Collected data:
*** Block opens ***
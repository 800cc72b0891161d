//! Wall-clock abstraction so rate-limit and retry timing can be tested.

use std::sync::Mutex;

use chrono::{DateTime, Utc};

/// Source of the current time.
pub trait Clock: Send + Sync {
    fn now(&self) -> DateTime<Utc>;
}

/// Production clock.
#[derive(Debug, Default, Clone, Copy)]
pub struct SystemClock;

impl Clock for SystemClock {
    fn now(&self) -> DateTime<Utc> {
        Utc::now()
    }
}

/// Test clock that only moves when told to.
#[derive(Debug)]
pub struct ManualClock {
    now: Mutex<DateTime<Utc>>,
}

impl ManualClock {
    pub fn new(start: DateTime<Utc>) -> Self {
        Self {
            now: Mutex::new(start),
        }
    }

    pub fn advance(&self, by: chrono::Duration) {
        let mut now = self.now.lock().unwrap_or_else(|e| e.into_inner());
        *now += by;
    }
}

impl Clock for ManualClock {
    fn now(&self) -> DateTime<Utc> {
        *self.now.lock().unwrap_or_else(|e| e.into_inner())
    }
}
*** Block closes ***
Retype the data in full, precisely as given.

Reply:
repository 800cc72b0891161d
//! Wall-clock abstraction so rate-limit and retry timing can be tested.

use std::sync::Mutex;

use chrono::{DateTime, Utc};

/// Source of the current time.
pub trait Clock: Send + Sync {
    fn now(&self) -> DateTime<Utc>;
}

/// Production clock.
#[derive(Debug, Default, Clone, Copy)]
pub struct SystemClock;

impl Clock for SystemClock {
    fn now(&self) -> DateTime<Utc> {
        Utc::now()
    }
}

/// Test clock that only moves when told to.
#[derive(Debug)]
pub struct ManualClock {
    now: Mutex<DateTime<Utc>>,
}

impl ManualClock {
    pub fn new(start: DateTime<Utc>) -> Self {
        Self {
            now: Mutex::new(start),
        }
    }

    pub fn advance(&self, by: chrono::Duration) {
        let mut now = self.now.lock().unwrap_or_else(|e| e.into_inner());
        *now += by;
    }
}

impl Clock for ManualClock {
    fn now(&self) -> DateTime<Utc> {
        *self.now.lock().unwrap_or_else(|e| e.into_inner())
    }
}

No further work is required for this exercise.